第19話 白猫(改)


 次の日、マスケドニアの『英雄部屋』で、俺たちが次の世界へ旅立つための準備をしていると、ドアがノックされた。

 ドアを開けると侍従が立っており、その後ろに先日紹介された三人の国家元首が立っていた。

 彼らは、片手にお揃いの布袋を下げていた。

 ベッドがある部屋は散らかっているので、隣の部屋に移り、丸テーブルに座ってもらう。


「この度は、えい……あ、いやシロー殿のご尊顔が拝見できて幸いでした!」

「ええ、本当ね、英……いや、シロー殿とお目に掛かれ、他国に自慢できますわ!」

「全くです、英……あ、いや、シロー殿と会えたことは、末代までの自慢ですな!」


 男二人、女一人の国家元首が、口々に挨拶する。

 三人とも、「英……」って、ワザとやってないか?


「しかも、この度は、このようなお土産まで頂いて」


 一人の国王が、金糸銀糸で織られたきらびやかな手提げ袋から、これまた豪華な金色の箱を取りだす。

 箱の中から出てきたのは、小さな白猫のぬいぐるみだった。

 片目をウインクの形に閉じたぬいぐるみは、招き猫のポーズでこちらにピンクの肉球を見せている。

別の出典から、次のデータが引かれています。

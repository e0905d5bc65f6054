use crate::error::Result;
use crate::odata::QueryOptions;
use crate::types::{QueryResult, QueryTarget};
use async_trait::async_trait;

/// A backend that answers entity queries.
///
/// Implementations compile `target` + `options` into a single statement,
/// execute it on one connection and materialize the rows. When
/// `options.count` is set the total root count comes from a second query
/// sharing the same scope and filter.
#[async_trait]
pub trait EntityStore: Send + Sync {
    /// Name of the backing store, for logs
    fn store_type(&self) -> &'static str;

    async fn query(&self, target: &QueryTarget, options: &QueryOptions) -> Result<QueryResult>;
}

 がっちりした体格の立派なアゴ髭を生やした国王が、その肉球をプニプニ触る。


「ニャンニャン♪

 いや~、この白猫のモデルは、英……シロー殿の従魔というではありませんか。

 しかも、この感触、癖になりますなあ」


 彼は男らしい髭面を崩している。


「ニャンニャン♪

 それから、これは商業の神様でもあらせられるそうではありませんか!

 我が国は、『ポンポコ商会』からこれを大量に仕入れる予定です」


 もう一人の国王は、肉球を触ったとたん油断ならない目が潤み、とろけそうになる。

 これ、やばくない?

 なにか、危険なものを感じるぞ。


「ニャンニャン♪

 もう、たまらない。

 白猫ニャンニャン様に囲まれて暮らしたい!」


 おばさん、口の端からよだれが……。

 陪臣や国民には見せられない女王様の顔だね。

 

「白猫様によって、英……シロー殿と関係のできた我が国は、もう安泰じゃ」

 

 いや、おばさん、そんな下心、はっきり口にしちゃダメでしょ。

 

「ちょ、ちょっと、それ触らせてもらえますか?」


「「「おお、余の(われの)(わらわの)ニャンニャンをどうぞー!」」」


 三人が白猫を突きだすので、しかたなく三匹とも肉球をプニプニする。

 やっぱり!

 この感触、キューちゃんの毛が入ってる!

 どういうこと!?


 ◇


 黒騎士さん、ハーディ卿に割りあてられた続き部屋へ行く。

 ノックしてから部屋に入ると、二人とも共有スペースで旅立つ前の荷づくりに励んでいた。


「あ、リーダー!」


 黒騎士さんが手を止め、俺の方を見る。

 

「黒騎士さん、ハーディ卿、たった今、俺の部屋に国家元首の方々がいらっしゃったんだけど、三人とも特殊素材入りの招き猫持ってたんだよね。

 あれ、どうしたと思う?」


 答えたのは、ハーディ卿だ。


「昨日の会議でシローさんが寝ている間に、例のハート型クッションをばらして中の素材を確認したんです。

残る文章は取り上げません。